Bis heute trägt die Erwachsenenbildung mit ihrer Themen- und Angebotsvielfalt maßgeblich zum gesellschaftlichen Zusammenhalt bei und leistet damit einen großen Beitrag zu mehr Chancengleichheit und Teilhabe in der Gesellschaft. Seit mehr als 35 Jahren engagiert sich die Volkshochschule für den Landkreis Cloppenburg e. V. (VHS) erfolgreich in diesem Bereich.

Die Fachbereichsleiterinnen Ina-Maria Meckies (l.), Julia Bruns (vorne) und Direktorin Kathrin Würdemann feiern 100 Jahre Volkshochschule.   

Warum hat die ägyptische Königin Nofretete einen Bauhelm auf, Karl Marx Möhren im Bart, die Adelige Eleonore d'Este aus dem 16. Jahrhundert ein Smartphone in der Hand und warum sehen die Fachbereichsleiterinnen Ina-Maria Meckies, Julia Bruns und Direktorin Kathrin Würdemann von der Volkshochschule Cloppenburg genauso aus? Eine Imagekampagne der Volkshochschulen zum einhundertjährigen Jubiläum ist des Rätsels Lösung: Die drei Frauen haben ein Plakat zum 100-jährigen Jubiläum der deutschen Volkshochschulen nachgestellt.

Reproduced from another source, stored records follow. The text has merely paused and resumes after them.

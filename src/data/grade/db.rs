use bson::doc;
use mongodb::options::{FindOneAndUpdateOptions, ReturnDocument};
use mongodb::Database;
use rocket::futures::StreamExt;
use serde::Deserialize;
use utoipa::ToSchema;
use uuid::Uuid;

use super::{
    GradeError, GradeStructure, GradeStructureDetail, GRADE_DETAIL_COLLECTION_NAME,
    GRADE_STRUCTURE_COLLECTION_NAME,
};

pub(crate) mod filter {
    use bson::{doc, Document};
    use uuid::Uuid;

    #[inline]
    pub fn by_id(id: Uuid) -> Document {
        doc! { "_id": bson::Uuid::from_uuid_1(id) }
    }

    #[inline]
    pub fn by_class_id(class_id: Uuid) -> Document {
        doc! { "class_id": class_id.to_string() }
    }

    #[inline]
    pub fn by_structure(structure_id: Uuid) -> Document {
        doc! { "grade_structure_id": structure_id.to_string() }
    }
}

#[derive(Debug, Clone, Deserialize, ToSchema)]
pub struct GradeDetailData {
    pub title: String,
    #[serde(default)]
    pub description: String,
    pub point: f64,
}

pub trait GradeStructureDbExt {
    /// Rubric summary of a classroom; `None` means no rubric yet and is a
    /// valid state, not a failure.
    async fn grade_structure(&self, class_id: Uuid) -> Result<Option<GradeStructure>, GradeError>;

    /// Detail documents of `structure`, in `detail_ids` order.
    async fn grade_details(
        &self,
        structure: &GradeStructure,
    ) -> Result<Vec<GradeStructureDetail>, GradeError>;

    /// Adds a rubric line, creating the classroom's structure on first use.
    ///
    /// The structure is claimed with a `$setOnInsert` upsert keyed by
    /// `class_id`, so concurrent first insertions for the same classroom
    /// converge on a single structure document.
    async fn add_grade_detail(
        &self,
        class_id: Uuid,
        data: GradeDetailData,
    ) -> Result<GradeStructureDetail, GradeError>;

    async fn update_grade_detail(
        &self,
        detail_id: Uuid,
        data: GradeDetailData,
    ) -> Result<GradeStructureDetail, GradeError>;

    /// Removes a rubric line together with the classroom's structure
    /// document.
    ///
    /// Both deletions are coupled unconditionally: a multi-line rubric
    /// loses its summary document when any single line is removed.
    async fn remove_grade_detail(
        &self,
        class_id: Uuid,
        detail_id: Uuid,
    ) -> Result<GradeStructureDetail, GradeError>;
}

impl GradeStructureDbExt for Database {
    async fn grade_structure(&self, class_id: Uuid) -> Result<Option<GradeStructure>, GradeError> {
        Ok(self
            .collection::<GradeStructure>(GRADE_STRUCTURE_COLLECTION_NAME)
            .find_one(filter::by_class_id(class_id), None)
            .await?)
    }

    async fn grade_details(
        &self,
        structure: &GradeStructure,
    ) -> Result<Vec<GradeStructureDetail>, GradeError> {
        let mut cursor = self
            .collection::<GradeStructureDetail>(GRADE_DETAIL_COLLECTION_NAME)
            .find(filter::by_structure(structure.id), None)
            .await?;

        let mut details: Vec<GradeStructureDetail> = vec![];
        while let Some(result) = cursor.next().await {
            match result {
                Ok(detail) => details.push(detail),
                Err(_) => {
                    tracing::warn!("Unable to deserialize GradeStructureDetail document.")
                }
            }
        }

        // detail_ids is the creation order; unreferenced strays sort last.
        let position = |id: Uuid| {
            structure
                .detail_ids
                .iter()
                .position(|it| *it == id)
                .unwrap_or(usize::MAX)
        };
        details.sort_by_key(|it| position(it.id));

        Ok(details)
    }

    async fn add_grade_detail(
        &self,
        class_id: Uuid,
        data: GradeDetailData,
    ) -> Result<GradeStructureDetail, GradeError> {
        let options = FindOneAndUpdateOptions::builder()
            .upsert(true)
            .return_document(ReturnDocument::After)
            .build();

        let structure = self
            .collection::<GradeStructure>(GRADE_STRUCTURE_COLLECTION_NAME)
            .find_one_and_update(
                filter::by_class_id(class_id),
                doc! {
                    "$setOnInsert": {
                        "_id": bson::Uuid::from_uuid_1(Uuid::new_v4()),
                        "class_id": class_id.to_string(),
                        "detail_ids": [],
                    }
                },
                options,
            )
            .await?
            .expect("upsert with ReturnDocument::After always yields a document");

        let detail = GradeStructureDetail {
            id: Uuid::new_v4(),
            grade_structure_id: structure.id,
            title: data.title,
            description: data.description,
            point: data.point,
        };

        self.collection::<GradeStructureDetail>(GRADE_DETAIL_COLLECTION_NAME)
            .insert_one(&detail, None)
            .await?;

        self.collection::<GradeStructure>(GRADE_STRUCTURE_COLLECTION_NAME)
            .update_one(
                filter::by_id(structure.id),
                doc! { "$push": { "detail_ids": detail.id.to_string() } },
                None,
            )
            .await?;

        tracing::info!(
            "added grade detail {} to structure {} of classroom {}",
            detail.id,
            structure.id,
            class_id
        );

        Ok(detail)
    }

    async fn update_grade_detail(
        &self,
        detail_id: Uuid,
        data: GradeDetailData,
    ) -> Result<GradeStructureDetail, GradeError> {
        let options = FindOneAndUpdateOptions::builder()
            .return_document(ReturnDocument::After)
            .build();

        self.collection::<GradeStructureDetail>(GRADE_DETAIL_COLLECTION_NAME)
            .find_one_and_update(
                filter::by_id(detail_id),
                doc! {
                    "$set": {
                        "title": data.title,
                        "description": data.description,
                        "point": data.point,
                    }
                },
                options,
            )
            .await?
            .ok_or(GradeError::DetailNotFound)
    }

    async fn remove_grade_detail(
        &self,
        class_id: Uuid,
        detail_id: Uuid,
    ) -> Result<GradeStructureDetail, GradeError> {
        let structure = self
            .collection::<GradeStructure>(GRADE_STRUCTURE_COLLECTION_NAME)
            .find_one_and_delete(filter::by_class_id(class_id), None)
            .await?;

        if let Some(structure) = structure {
            tracing::info!(
                "removed grade structure {} of classroom {}",
                structure.id,
                class_id
            );
        }

        self.collection::<GradeStructureDetail>(GRADE_DETAIL_COLLECTION_NAME)
            .find_one_and_delete(filter::by_id(detail_id), None)
            .await?
            .ok_or(GradeError::DetailNotFound)
    }
}

#[cfg(test)]
mod tests {
    use super::*;

    #[test]
    fn class_id_filter_uses_canonical_string() {
        let class_id = Uuid::new_v4();
        let filter = filter::by_class_id(class_id);

        assert_eq!(
            filter.get_str("class_id").unwrap(),
            class_id.to_string().as_str()
        );
    }
}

100 Jahre Volkshochschulen

Seit mehr als einem Jahrhundert fördern die Volkshochschulen den demokratischen Gedanken durch den Zugang zu Bildung für breite Bevölkerungsschichten. Auf den Trümmern des ersten Weltkrieges brauchte die junge Demokratie Bürgerinnen und Bürger, die sich am demokratischen Aufbau beteiligen konnten und wollten. Bildung als Schlüssel und Auftrag in öffentlicher Verantwortung wurde deshalb in der Weimarer Verfassung verankert. Die bundesweit mehr als 900 Volkshochschulen sind untereinander vernetzt und gleichzeitig ihrem jeweiligen regionalen Umfeld verpflichtet. Deshalb ist jede in ihrer Rechtsform und in ihrem Angebot anders: „Unsere Stärke ist die überregionale Vernetzung bei kommunaler Verankerung – wir nehmen überregionale Themen und Trends auf und verzahnen sie mit den Bedarfen der Region," stellt die Leiterin der Cloppenburger Volkshochschule, Kathrin Würdemann, fest.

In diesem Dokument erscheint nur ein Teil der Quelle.